Background: The Spanish Germ Cell Group is composed of 60 centres. Our challenge was to define a surveillance protocol that would be safe and suitable regardless of population size or geographic coverage.
Methods: From January 1994 to January 2004, 589 patients with stage I non-seminomatous germ cell tumours entered a risk-adapted surveillance protocol after orchiectomy. Patients with vascular or local invasion of adjacent structures (231/589; 39%) received two cycles of BE400P (bleomycin 30 U/week, etoposide 100 mg/m2 x4, cisplatinum 25 mg/m2 x4). Other patients (358/589; 61%) were kept on close follow-up (chest X-ray; serum tumour markers: first year every 2 months, second year every 3 months, third year every 4 months; abdominal computed tomography scans at every other outpatient control). The outcomes selected for the study were feasibility, relapse rate and number of patients lost to follow-up and mortality.

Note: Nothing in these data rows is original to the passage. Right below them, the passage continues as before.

use rust_decimal::prelude::ToPrimitive;
use rust_decimal::Decimal;
use serde::{Deserialize, Serialize};
use std::fmt;
use std::iter::Sum;
use std::ops::{Add, AddAssign, Div, Mul, Sub};
use std::str::FromStr;

/// scale kept for intermediate money amounts
const MONEY_DP: u32 = 4;

/// Money in major currency units (rupees, dollars), kept at 4 decimal places
#[derive(Debug, Clone, Copy, PartialEq, Eq, PartialOrd, Ord, Hash, Serialize, Deserialize, Default)]
pub struct Money(Decimal);

impl Money {
    pub const ZERO: Money = Money(Decimal::ZERO);

    /// create from decimal
    pub fn from_decimal(d: Decimal) -> Self {
        Money(d.round_dp(MONEY_DP))
    }

    /// create from string with exact parsing
    pub fn from_str_exact(s: &str) -> Result<Self, rust_decimal::Error> {
        Ok(Money(Decimal::from_str(s)?.round_dp(MONEY_DP)))
    }

    /// create from whole currency units
    pub fn from_major(amount: i64) -> Self {
        Money(Decimal::from(amount))
    }

    /// get underlying decimal
    pub fn as_decimal(&self) -> Decimal {
        self.0
    }

    /// round to specified decimal places (half to even)
    pub fn round_dp(&self, dp: u32) -> Self {
        Money(self.0.round_dp(dp))
    }

    /// whole units with the fraction dropped, None if out of i64 range
    pub fn whole_units(&self) -> Option<i64> {
        self.0.trunc().to_i64()
    }

    pub fn is_zero(&self) -> bool {
        self.0.is_zero()
    }

    /// strictly greater than zero
    pub fn is_positive(&self) -> bool {
        self.0 > Decimal::ZERO
    }

    /// strictly less than zero
    pub fn is_negative(&self) -> bool {
        self.0 < Decimal::ZERO
    }

    pub fn min(self, other: Self) -> Self {
        Money(self.0.min(other.0))
    }

    pub fn max(self, other: Self) -> Self {
        Money(self.0.max(other.0))
    }

    /// scale by a plain factor, e.g. 0.8 of the requested amount
    pub fn scale(&self, factor: Decimal) -> Self {
        Money((self.0 * factor).round_dp(MONEY_DP))
    }

    /// no fractional part
    pub fn is_whole(&self) -> bool {
        self.0.fract().is_zero()
    }

    /// None on overflow
    pub fn checked_add(self, other: Money) -> Option<Money> {
        self.0.checked_add(other.0).map(Money::from_decimal)
    }

    /// None on overflow
    pub fn checked_mul(self, times: u32) -> Option<Money> {
        self.0.checked_mul(Decimal::from(times)).map(Money::from_decimal)
    }
}

impl fmt::Display for Money {
    fn fmt(&self, f: &mut fmt::Formatter<'_>) -> fmt::Result {
        write!(f, "{}", self.0)
    }
}

impl FromStr for Money {
    type Err = rust_decimal::Error;

    fn from_str(s: &str) -> Result<Self, Self::Err> {
        Money::from_str_exact(s)
    }
}

impl From<Decimal> for Money {
    fn from(d: Decimal) -> Self {
        Money::from_decimal(d)
    }
}

impl From<i64> for Money {
    fn from(i: i64) -> Self {
        Money::from_major(i)
    }
}

impl From<u32> for Money {
    fn from(i: u32) -> Self {
        Money::from_major(i as i64)
    }
}

impl Add for Money {
    type Output = Money;

    fn add(self, other: Money) -> Money {
        Money((self.0 + other.0).round_dp(MONEY_DP))
    }
}

impl AddAssign for Money {
    fn add_assign(&mut self, other: Money) {
        self.0 = (self.0 + other.0).round_dp(MONEY_DP);
    }
}

impl Sub for Money {
    type Output = Money;

    fn sub(self, other: Money) -> Money {
        Money((self.0 - other.0).round_dp(MONEY_DP))
    }
}

impl Mul<u32> for Money {
    type Output = Money;

    fn mul(self, months: u32) -> Money {
        Money((self.0 * Decimal::from(months)).round_dp(MONEY_DP))
    }
}

impl Div<u32> for Money {
    type Output = Money;

    fn div(self, months: u32) -> Money {
        Money((self.0 / Decimal::from(months)).round_dp(MONEY_DP))
    }
}

impl Sum for Money {
    fn sum<I: Iterator<Item = Money>>(iter: I) -> Money {
        iter.fold(Money::ZERO, |acc, x| acc + x)
    }
}

/// annual interest rate, stored as a fraction (0.125 for 12.5%)
#[derive(Debug, Clone, Copy, PartialEq, Eq, PartialOrd, Ord, Serialize, Deserialize, Default)]
pub struct Rate(Decimal);

impl Rate {
    pub const ZERO: Rate = Rate(Decimal::ZERO);

    /// create from decimal (e.g., 0.05 for 5%)
    pub fn from_decimal(d: Decimal) -> Self {
        Rate(d)
    }

    /// create from percentage (e.g., 12.5 for 12.5%)
    pub fn from_percentage(p: Decimal) -> Self {
        Rate(p / Decimal::ONE_HUNDRED)
    }

    /// get as decimal
    pub fn as_decimal(&self) -> Decimal {
        self.0
    }

    /// get as percentage
    pub fn as_percentage(&self) -> Decimal {
        self.0 * Decimal::ONE_HUNDRED
    }

    /// monthly rate from annual rate
    pub fn monthly_rate(&self) -> Rate {
        Rate(self.0 / Decimal::from(12))
    }

    /// percentage rounded for display and responses
    pub fn round_percentage(&self, dp: u32) -> Decimal {
        self.as_percentage().round_dp(dp)
    }

    pub fn min(self, other: Self) -> Self {
        Rate(self.0.min(other.0))
    }
}

impl Add for Rate {
    type Output = Rate;

    fn add(self, other: Rate) -> Rate {
        Rate(self.0 + other.0)
    }
}

impl fmt::Display for Rate {
    fn fmt(&self, f: &mut fmt::Formatter<'_>) -> fmt::Result {
        write!(f, "{}%", self.as_percentage().normalize())
    }
}

impl From<Decimal> for Rate {
    fn from(d: Decimal) -> Self {
        Rate::from_decimal(d)
    }
}

/// serde adapter writing a `Rate` as an annual percentage number (`12.5`)
///
/// Accepts either a number or a string on input.
pub mod percentage {
    use super::Rate;
    use rust_decimal::Decimal;
    use serde::{Deserialize, Deserializer, Serializer};

    pub fn serialize<S: Serializer>(rate: &Rate, serializer: S) -> Result<S::Ok, S::Error> {
        rust_decimal::serde::float::serialize(&rate.as_percentage().normalize(), serializer)
    }

    pub fn deserialize<'de, D: Deserializer<'de>>(deserializer: D) -> Result<Rate, D::Error> {
        <Decimal as Deserialize>::deserialize(deserializer).map(Rate::from_percentage)
    }
}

Results: Median follow-up was 40 months. In the surveillance group, 21 patients were lost to follow-up. In the chemotherapy group, two patients relapsed at 12 and 14.5 months and they are presently free of disease. In the surveillance group, 71 (19%) patients relapsed, of which 55 (71%) relapsed within the first year. Five (1.4%) patients died of their cancer. Factors associated with relapse were embryonal carcinoma and vascular invasion in patients who refused chemotherapy.
Conclusions: Our risk-adapted surveillance protocol provided a low rate of recurrences.